Resistance to oxidative stress is a major factor in longevity determination of nematodes (19-22), Drosophila (23-26), and rodents (27). One of the factors in the extension of life span of Snell dwarf mice has been attributed to their resistance to oxidative stress (28-30). This is supported by the observation that Snell dwarf fibroblasts are significantly more resistant to various oxidative stress-producing factors such as UV light, heavy metal (Cd), H2O2 , paraquat, and heat shock (30). In view of this, we compared the levels of Trx-ASK1 in young vs. aged controls to those in age-matched long-lived Snell dwarf mice to determine whether the regulation of ASK1 and downstream p38 MAPK activities are indicative of a decreased level of oxidative stress. In these studies we propose a basic mechanism that attributes the increased basal level of p38 MAPK pathway activity in aged livers to the Trx-mediated regulation of the redox state of the cell. We focus on whether the activity of the p38 MAPK pathway in aged tissue may be attributed to regulation by its upstream activators, i.e., ASK1 and MKK3, whose activities depend on the Trx-ASK1 levels, and whether the Trx-ASK1 levels correlate with the decreased activity in the long-lived Snell dwarf mutant. We propose, therefore, that the mechanism by which the dwarf exhibits characteristics of decreased age-associated oxidative stress may involve the intracellular balance between free ASK1 vs. Trx-ASK1 complex that mediates the level of activity of the stress response p38 MAPK pathway. We demonstrate that ROS produced by the specific dysfunction of ETC CI activates the p38 MAPK pathway via the balance of ASK vs. Trx-ASK levels determined by the redox state of the cells.

MATERIALS AND METHODS

Animals and tissues

All mice were born and reared in a specific pathogen-free colony at The Jackson Laboratory as described (31). Control males were housed in groups of 1–3 littermates per cage; dwarf males were also housed 1–3 per cage, with at least one control female to provide warmth.

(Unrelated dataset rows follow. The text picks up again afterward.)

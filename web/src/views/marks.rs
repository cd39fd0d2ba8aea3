use crate::{
    backend::{Backend, use_backend},
    toast::use_toast,
    views::components::{CourseSelect, PageHeader},
};
use api::CampusRepository;
use dioxus::prelude::*;
use types::{
    attendance::Student,
    course::{ApprovalStatus, Course},
    marks::MarksSheet,
};
use ui::{
    EmptyState,
    roster::{RosterState, roster_state},
};

const COMPETENCIES: [&str; 4] = ["Level 1", "Level 2", "Level 3", "Level 4"];

#[component]
pub fn InternalMarks() -> Element {
    let backend = use_backend();
    let mut toast = use_toast();
    let mut courses = use_signal(Vec::<Course>::new);
    let mut sheet = use_signal(MarksSheet::default);
    let mut flagged = use_signal(|| None::<String>);
    let mut submitting = use_signal(|| false);

    use_effect({
        let backend = backend.clone();
        move || {
            let backend = backend.clone();
            spawn(async move {
                match backend.teacher_courses().await {
                    Ok(all) => courses.set(
                        all.into_iter()
                            .filter(|c| c.approval_status == ApprovalStatus::Approved)
                            .collect(),
                    ),
                    Err(e) => toast.error(e),
                }
            });
        }
    });

    let course_id = use_memo(move || sheet.read().course_id.clone());
    let mut roster = use_resource({
        let backend = backend.clone();
        move || load_roster(backend.clone(), course_id())
    });

    use_effect(move || match &*roster.read() {
        Some(Some((course, Ok(students)))) => {
            // Ignore a roster that arrives for a course no longer selected.
            if sheet.peek().course_id.as_ref() == Some(course) {
                sheet.write().set_roster(students.clone());
            }
        }
        Some(Some((course, Err(e)))) => {
            tracing::warn!(%course, error = %e, "loading roster failed");
            toast.error(e);
        }
        _ => {}
    });

    let submit = move |_: MouseEvent| {
        let submission = match sheet.read().validate() {
            Ok(submission) => submission,
            Err(e) => {
                flagged.set(e.reg_no().map(str::to_string));
                toast.error(e);
                return;
            }
        };
        flagged.set(None);
        let backend = backend.clone();
        spawn(async move {
            submitting.set(true);
            match backend.submit_marks(&submission).await {
                Ok(()) => {
                    tracing::info!(
                        course_id = %submission.course_id,
                        test = %submission.test_name,
                        students = submission.marks.len(),
                        "marks submitted"
                    );
                    sheet.write().reset();
                    toast.success("Marks submitted.");
                }
                Err(e) => {
                    tracing::error!(error = %e, "submitting marks failed");
                    toast.error(e);
                }
            }
            submitting.set(false);
        });
    };

    let current = sheet();
    let roster_status = roster_state(
        current.course_id.as_deref(),
        roster.read().as_ref().and_then(Option::as_ref),
    );

    rsx! {
        div {
            PageHeader {
                title: "Internal Marks",
                subtitle: "Enter marks as a percentage. Enter zero for absent students.",
            }

            div { class: "card",
                div { class: "form-row",
                    div { class: "form-group",
                        label { class: "form-label", r#for: "test_name", "Name of the Test" }
                        input {
                            id: "test_name",
                            class: "form-input",
                            r#type: "text",
                            placeholder: "e.g. Internal Assessment 1",
                            value: "{current.test_name}",
                            oninput: move |e| sheet.write().test_name = e.value(),
                        }
                    }
                    div { class: "form-group",
                        label { class: "form-label", r#for: "competency", "Competency" }
                        select {
                            id: "competency",
                            class: "form-input",
                            value: "{current.competency}",
                            onchange: move |e| sheet.write().competency = e.value(),
                            option { value: "", "Select competency" }
                            for level in COMPETENCIES {
                                option {
                                    key: "{level}",
                                    value: level,
                                    selected: current.competency == level,
                                    "{level}"
                                }
                            }
                        }
                    }
                    div { class: "form-group",
                        label { class: "form-label", "Course" }
                        CourseSelect {
                            courses: courses(),
                            selected: current.course_id.clone(),
                            on_select: move |id: Option<String>| {
                                if sheet.peek().course_id == id {
                                    return;
                                }
                                flagged.set(None);
                                let mut draft = sheet.write();
                                draft.course_id = id;
                                draft.set_roster(Vec::new());
                            },
                        }
                    }
                }

                if roster_status == RosterState::Unselected {
                    div { class: "empty-message", "Select a course to enter marks." }
                } else if let RosterState::Failed(reason) = &roster_status {
                    EmptyState { title: "Could Not Load Students", detail: reason.clone() }
                    div { class: "form-actions",
                        button { class: "btn btn-secondary", onclick: move |_| roster.restart(), "Retry" }
                    }
                } else if roster_status == RosterState::Loading {
                    div { class: "loading", "Loading students..." }
                } else if current.students().is_empty() {
                    div { class: "empty-message", "No students are enrolled in this course." }
                } else {
                    div { class: "table-container",
                        table {
                            thead {
                                tr {
                                    th { "S.No" }
                                    th { "Reg No." }
                                    th { "Name" }
                                    th { "Mark %" }
                                }
                            }
                            tbody {
                                for (index, student) in current.students().iter().cloned().enumerate() {
                                    {
                                        let serial = index + 1;
                                        let mark = current.mark(&student.reg_no).to_string();
                                        let is_flagged = flagged().as_deref() == Some(student.reg_no.as_str());
                                        let reg_no = student.reg_no.clone();
                                        rsx! {
                                            tr { key: "{student.reg_no}",
                                                class: if is_flagged { "flagged" },
                                                td { "{serial}" }
                                                td { "{student.reg_no}" }
                                                td { "{student.name}" }
                                                td {
                                                    input {
                                                        class: "form-input mark-input",
                                                        r#type: "text",
                                                        inputmode: "decimal",
                                                        placeholder: "0-100",
                                                        value: "{mark}",
                                                        oninput: move |e| {
                                                            // Anything that is not mark-shaped is dropped.
                                                            sheet.write().set_mark(&reg_no, &e.value());
                                                        },
                                                    }
                                                }
                                            }
                                        }
                                    }
                                }
                            }
                        }
                    }
                }

                div { class: "form-actions",
                    button {
                        class: "btn btn-secondary",
                        onclick: move |_| {
                            flagged.set(None);
                            sheet.write().reset();
                        },
                        "Reset"
                    }
                    button {
                        class: "btn btn-primary",
                        disabled: submitting(),
                        onclick: submit,
                        if submitting() { "Submitting..." } else { "Submit" }
                    }
                }
            }
        }
    }
}

async fn load_roster(
    backend: Backend,
    course: Option<String>,
) -> Option<(String, types::Result<Vec<Student>>)> {
    let course = course?;
    let students = backend.course_students(&course).await;
    Some((course, students))
}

Snell dwarf mice were produced by mating DW/J Pitdw/+ parents with C3H/HeJ Pitdw/+ parents to produce the compound mutant DWC3F1 Pit 1dw/Pit 1dwJ dwarf and both wild-type (Pit 1+/+) and heterozygote (Pit 1dw/+ or Pit 1dwJ/+) controls. Since the wild-type and heterozygote controls are phenotypically similar with respect to body weight and longevity, they are collectively designated “+/?” controls.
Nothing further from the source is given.